YOUR OBJECTIVE: Pull out every line of the listing below where "North" appears.
========================================================================
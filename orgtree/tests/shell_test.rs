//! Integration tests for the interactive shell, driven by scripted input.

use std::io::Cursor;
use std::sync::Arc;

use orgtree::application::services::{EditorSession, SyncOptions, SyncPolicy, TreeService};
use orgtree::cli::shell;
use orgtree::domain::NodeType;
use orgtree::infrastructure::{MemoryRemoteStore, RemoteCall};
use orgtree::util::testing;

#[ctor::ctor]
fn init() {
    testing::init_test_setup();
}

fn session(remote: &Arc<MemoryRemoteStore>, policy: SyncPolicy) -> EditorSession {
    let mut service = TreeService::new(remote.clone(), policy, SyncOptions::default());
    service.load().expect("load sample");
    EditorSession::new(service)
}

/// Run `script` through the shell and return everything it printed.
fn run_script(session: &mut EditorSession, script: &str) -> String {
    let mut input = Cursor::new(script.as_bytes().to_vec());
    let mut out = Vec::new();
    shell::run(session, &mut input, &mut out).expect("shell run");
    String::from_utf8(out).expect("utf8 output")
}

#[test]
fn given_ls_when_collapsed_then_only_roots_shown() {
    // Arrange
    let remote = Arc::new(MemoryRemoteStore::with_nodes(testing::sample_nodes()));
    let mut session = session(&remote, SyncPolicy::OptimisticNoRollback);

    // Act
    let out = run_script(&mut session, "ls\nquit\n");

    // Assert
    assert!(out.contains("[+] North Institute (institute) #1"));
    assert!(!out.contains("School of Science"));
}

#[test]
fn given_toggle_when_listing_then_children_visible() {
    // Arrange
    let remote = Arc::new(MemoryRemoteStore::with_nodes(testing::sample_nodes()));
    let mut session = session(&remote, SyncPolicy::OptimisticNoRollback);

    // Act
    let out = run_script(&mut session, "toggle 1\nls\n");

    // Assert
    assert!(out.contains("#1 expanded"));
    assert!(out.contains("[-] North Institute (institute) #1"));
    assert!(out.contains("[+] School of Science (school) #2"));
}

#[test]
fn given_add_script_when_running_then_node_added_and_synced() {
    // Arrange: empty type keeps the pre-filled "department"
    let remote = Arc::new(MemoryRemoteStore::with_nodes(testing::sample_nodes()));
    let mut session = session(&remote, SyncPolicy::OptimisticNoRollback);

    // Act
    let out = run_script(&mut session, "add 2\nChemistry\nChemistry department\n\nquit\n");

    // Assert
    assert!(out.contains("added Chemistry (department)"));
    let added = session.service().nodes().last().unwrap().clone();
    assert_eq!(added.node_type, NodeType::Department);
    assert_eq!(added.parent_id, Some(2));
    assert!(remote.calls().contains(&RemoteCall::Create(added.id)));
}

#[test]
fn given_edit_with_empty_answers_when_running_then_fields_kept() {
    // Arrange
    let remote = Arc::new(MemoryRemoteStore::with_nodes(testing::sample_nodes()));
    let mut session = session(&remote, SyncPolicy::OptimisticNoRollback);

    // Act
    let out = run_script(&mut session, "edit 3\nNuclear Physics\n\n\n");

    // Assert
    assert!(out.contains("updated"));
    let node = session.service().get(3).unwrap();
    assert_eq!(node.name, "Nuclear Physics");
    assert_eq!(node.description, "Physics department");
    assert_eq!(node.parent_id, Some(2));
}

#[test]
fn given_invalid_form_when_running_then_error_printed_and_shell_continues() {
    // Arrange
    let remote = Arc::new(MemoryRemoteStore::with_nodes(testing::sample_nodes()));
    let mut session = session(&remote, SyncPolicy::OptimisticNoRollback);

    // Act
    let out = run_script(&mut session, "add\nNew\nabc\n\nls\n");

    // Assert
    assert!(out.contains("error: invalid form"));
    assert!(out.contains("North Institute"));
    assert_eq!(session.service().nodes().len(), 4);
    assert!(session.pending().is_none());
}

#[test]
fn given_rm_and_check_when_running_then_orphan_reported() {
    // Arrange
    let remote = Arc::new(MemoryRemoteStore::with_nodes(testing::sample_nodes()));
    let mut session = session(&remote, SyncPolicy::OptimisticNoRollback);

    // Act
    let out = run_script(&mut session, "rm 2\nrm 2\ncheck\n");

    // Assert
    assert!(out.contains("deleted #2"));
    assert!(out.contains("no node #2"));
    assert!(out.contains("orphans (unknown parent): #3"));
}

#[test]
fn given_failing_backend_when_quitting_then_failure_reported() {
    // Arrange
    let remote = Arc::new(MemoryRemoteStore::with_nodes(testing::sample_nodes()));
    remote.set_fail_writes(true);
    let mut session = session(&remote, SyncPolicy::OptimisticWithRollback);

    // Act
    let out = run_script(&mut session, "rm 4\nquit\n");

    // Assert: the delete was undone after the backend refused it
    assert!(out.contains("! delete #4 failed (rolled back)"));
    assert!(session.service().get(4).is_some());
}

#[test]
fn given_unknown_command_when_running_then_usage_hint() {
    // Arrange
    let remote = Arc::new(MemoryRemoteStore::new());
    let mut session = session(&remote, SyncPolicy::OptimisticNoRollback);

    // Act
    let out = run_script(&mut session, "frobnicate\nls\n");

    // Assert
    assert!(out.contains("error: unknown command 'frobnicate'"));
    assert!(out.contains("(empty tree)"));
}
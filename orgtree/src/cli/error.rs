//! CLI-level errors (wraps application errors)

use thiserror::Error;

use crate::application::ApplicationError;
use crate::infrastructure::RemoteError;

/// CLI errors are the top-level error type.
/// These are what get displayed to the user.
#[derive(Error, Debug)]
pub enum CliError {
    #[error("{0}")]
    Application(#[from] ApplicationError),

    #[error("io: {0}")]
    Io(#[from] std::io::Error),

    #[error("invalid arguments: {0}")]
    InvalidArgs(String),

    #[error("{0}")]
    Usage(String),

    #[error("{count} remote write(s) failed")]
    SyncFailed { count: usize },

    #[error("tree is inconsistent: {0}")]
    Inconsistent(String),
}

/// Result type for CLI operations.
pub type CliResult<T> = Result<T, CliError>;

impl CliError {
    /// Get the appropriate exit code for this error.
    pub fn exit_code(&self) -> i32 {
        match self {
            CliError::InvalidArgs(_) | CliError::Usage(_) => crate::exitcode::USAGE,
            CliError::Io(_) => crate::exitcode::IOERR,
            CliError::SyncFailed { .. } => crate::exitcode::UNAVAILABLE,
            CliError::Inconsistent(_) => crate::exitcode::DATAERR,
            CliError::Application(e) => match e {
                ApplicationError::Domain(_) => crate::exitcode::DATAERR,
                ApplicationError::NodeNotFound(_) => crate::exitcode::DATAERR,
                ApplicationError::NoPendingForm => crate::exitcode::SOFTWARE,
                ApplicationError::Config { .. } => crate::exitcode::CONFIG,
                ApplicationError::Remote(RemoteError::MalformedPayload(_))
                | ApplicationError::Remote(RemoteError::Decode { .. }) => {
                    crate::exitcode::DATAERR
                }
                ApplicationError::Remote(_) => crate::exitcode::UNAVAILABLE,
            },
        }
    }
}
========================================================================
ANSWER AREA:
    assert!(out.contains("[+] North Institute (institute) #1"));
    assert!(out.contains("[-] North Institute (institute) #1"));
    assert!(out.contains("North Institute"));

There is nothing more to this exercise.